At this point, the malfunctioning software on this system included:

  •     Adobe InDesign
  •     Adobe Illustrator
  •     Microsoft Word
  •     ACT! 2008
  •     Windows Updater
  •     Bounceback Professional
  •     FontAgent Pro

And the tech support person came back on the line after consulting someone elsewhere (several consultations today with someone elsewhere) and said, "We have other customers who have problems with InDesign and Microsoft Vista. Have you contacted Adobe about this issue?"

Me:"I'm not running Vista. I'm running XP Pro. The problem is not only with InDesign. I am using InDesign to test the system because it's the most important of my tools. All of this software has worked in the past. There is something seriously wrong here and the problem is not with the application software."

(Even though they have been performing a "torture test" on the owner and operator for five full days, I did not raise my voice. I think that's rather remarkable. The CPU didn't overheat and shut down while undergoing Stress Prime 2004, and I didn't overheat and explode while undergoing Stress Subprime 2008.)

After consulting again, they decided they needed to look at the computer. In Miami.

Good things:

  1. The manufacturer is paying the shipping both ways. (It's not paying for packing, and of course I don't have the enormous original box any more.)
  2. When I almost dropped the machine as I transported it to FedEx Kinko's for packing and shipment and the wind whipped the prepaid label out of my hand and toward six lanes of traffic, a woman coming out of Kinko's stabilized the computer while I chased the label. (Not working = their problem. Broken = my problem.)
  3. When Kinko's didn't have the appropriate box (which they had described to me when I called ahead), one of the staffers helped me carry the computer back out to the car so I could take it to another Kinko's that they had called to be sure the right box was there. (The wind tried to remove the prepaid label AGAIN and take it out into the same six lanes of traffic . . . there has been a lot of gusty wind today.)
  4. Although the other Kinko's is in a construction zone that has limited most access routes, it was possible to get there.
  5. At the other Kinko's, another customer offered to hold the door for me when I carried the machine inside, so I didn't have to hit the handicapped access button with my foot as the staff suggested, and even closed the back of my car for me.
  6. The computer is no longer in my office and I trust that I will not be spending the next five days either on the phone with tech support or doing things to the computer so we can test the next thing during the next call.

These are all very good things.

Now. Can I get done what I need to get done in the next almost-two-weeks with a seven-year-old computer onto which I can't load my most important software? Or can I figure out how to get a substitute computer in here and properly configured?

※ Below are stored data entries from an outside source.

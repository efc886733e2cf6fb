//! Rule requiring `Module_Action` function names.
//!
//! # Rationale
//!
//! Prefixing every function with its module (`LED_Init`, `UART_SendByte`)
//! makes the owner of a symbol obvious at each call site in a language
//! without namespaces.
//!
//! # Configuration
//!
//! - `exempt`: names never checked (default: `["main"]`)
//! - `allow_digits`: allow digits inside segments, as in `UART2_Send`
//!   (default: true)
//! - `module_prefix`: placeholder module used in suggestions when none can
//!   be inferred from the name (default: `"Module"`)

use barrc_lint_core::utils::naming::{is_module_action, to_module_action, to_pascal_case};
use barrc_lint_core::{
    Category, FileContext, Replacement, Rule, RuleConfig, Severity, Suggestion, TranslationUnit,
    Violation,
};

/// Rule code for barrc-naming-function.
pub const CODE: &str = "NAMING_FUNCTION";

/// Rule name for barrc-naming-function.
pub const NAME: &str = "barrc-naming-function";

/// Requires function names of the form `Module_Action`.
#[derive(Debug, Clone)]
pub struct FunctionNaming {
    /// Function names that are never checked.
    pub exempt: Vec<String>,
    /// Allow digits inside name segments.
    pub allow_digits: bool,
    /// Module placeholder for suggestions.
    pub module_prefix: String,
    /// Custom severity.
    pub severity: Severity,
}

impl Default for FunctionNaming {
    fn default() -> Self {
        Self::new()
    }
}

impl FunctionNaming {
    /// Creates a new rule with default settings.
    #[must_use]
    pub fn new() -> Self {
        Self {
            exempt: vec!["main".to_string()],
            allow_digits: true,
            module_prefix: "Module".to_string(),
            severity: Severity::Error,
        }
    }

    /// Sets the exempt names.
    #[must_use]
    pub fn exempt<I, S>(mut self, names: I) -> Self
    where
        I: IntoIterator<Item = S>,
        S: Into<String>,
    {
        self.exempt = names.into_iter().map(Into::into).collect();
        self
    }

    /// Sets whether digits are allowed inside segments.
    #[must_use]
    pub fn allow_digits(mut self, allow: bool) -> Self {
        self.allow_digits = allow;
        self
    }

    /// Sets the severity level.
    #[must_use]
    pub fn severity(mut self, severity: Severity) -> Self {
        self.severity = severity;
        self
    }
}

impl Rule for FunctionNaming {
    fn name(&self) -> &'static str {
        NAME
    }

    fn code(&self) -> &'static str {
        CODE
    }

    fn description(&self) -> &'static str {
        "Function names must follow Module_Action (e.g. LED_Init)"
    }

    fn category(&self) -> Category {
        Category::Naming
    }

    fn default_severity(&self) -> Severity {
        self.severity
    }

    fn configure(&mut self, config: &RuleConfig) {
        if let Some(exempt) = config.get_str_array("exempt") {
            self.exempt = exempt;
        }
        self.allow_digits = config.get_bool("allow_digits", self.allow_digits);
        self.module_prefix = config
            .get_str("module_prefix", &self.module_prefix)
            .to_string();
    }

    fn check(&self, ctx: &FileContext, unit: &TranslationUnit) -> Vec<Violation> {
        let mut violations = Vec::new();

        for (_, function) in unit.functions() {
            let name = function.name.as_str();
            if self.exempt.iter().any(|e| e == name) || is_module_action(name, self.allow_digits)
            {
                continue;
            }

            let location = ctx.decl_location(function);
            let suggestion = match to_module_action(name) {
                Some(fixed) => Suggestion::with_fix(
                    format!("rename to '{fixed}'"),
                    Replacement::rename(location.clone(), fixed.clone(), unit.scope_of(function)),
                ),
                None => Suggestion::new(format!(
                    "rename to '{}_{}' with the owning module as prefix",
                    self.module_prefix,
                    to_pascal_case(name)
                )),
            };

            violations.push(
                Violation::new(
                    CODE,
                    NAME,
                    self.severity,
                    location,
                    format!(
                        "function '{name}' should be named Module_Action (e.g. LED_Init)"
                    ),
                )
                .with_suggestion(suggestion)
                .with_doc_ref("BARR-C:2018 Rule 6.1"),
            );
        }

        violations
    }
}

Things I will have to do without until I answer those questions:

  •     Adobe InDesign CS2
  •     Adobe Photoshop CS2
  •     Adobe Illustrator CS2
  •     Adobe Acrobat CS2
  •     Quickbooks Pro
  •     AnyBook (publishing order- and inventory-management software)

I can probably install on the old computer:

  •     Remote-access software and security keys for checking distributor's inventory
  •     Sweater Wizard
  •     Knit Visualizer
  •     Old version of Photoshop (ah! there's a cheerful thought! I still have the old version . . . maybe I can do pictures! . . . I have GIMP, but I don't find it easy to use for my routine tasks)

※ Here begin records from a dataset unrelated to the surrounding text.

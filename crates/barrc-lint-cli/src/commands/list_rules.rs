//! List rules command implementation.

use barrc_lint_rules::all_rules;

/// Runs the list-rules command.
pub fn run() {
    println!("Available rules:\n");
    println!(
        "{:<16} {:<30} {:<8} {:<8} Description",
        "Code", "Name", "Category", "Severity"
    );
    println!("{}", "-".repeat(100));

    for rule in all_rules() {
        println!(
            "{:<16} {:<30} {:<8} {:<8} {}",
            rule.code(),
            rule.name(),
            rule.category().to_string(),
            rule.default_severity().to_string(),
            rule.description()
        );
    }

    println!("\nPresets:");
    println!("  recommended  - all rules (default)");
    println!("  strict       - all rules, POINTER_CONST as error");
    println!("  minimal      - NAMING_FUNCTION, NAMING_VARIABLE, NAMING_CONSTANT");

    println!("\nUse --rules to filter specific rules, e.g.:");
    println!("  barrc-lint check --rules NAMING_FUNCTION,TYPE_PRIMITIVE");
    println!("  barrc-lint check --rules barrc-types-stdint");
    println!("\nSuppress a finding with a comment on the same line or the line above:");
    println!("  // barrc-lint: allow(MAGIC_NUMBER) reason=\"datasheet timing\"");
}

The old machine already runs Microsoft Office 2003, so I haven't lost that. I'll need to move the laser printer back onto to the old system, though.

Anybody who has an IT department that does its job well, this is what those folks are saving you from. You might want to bring them flowers or chocolate or something.

I look forward to being able to talk about knitting and publishing and fun things again.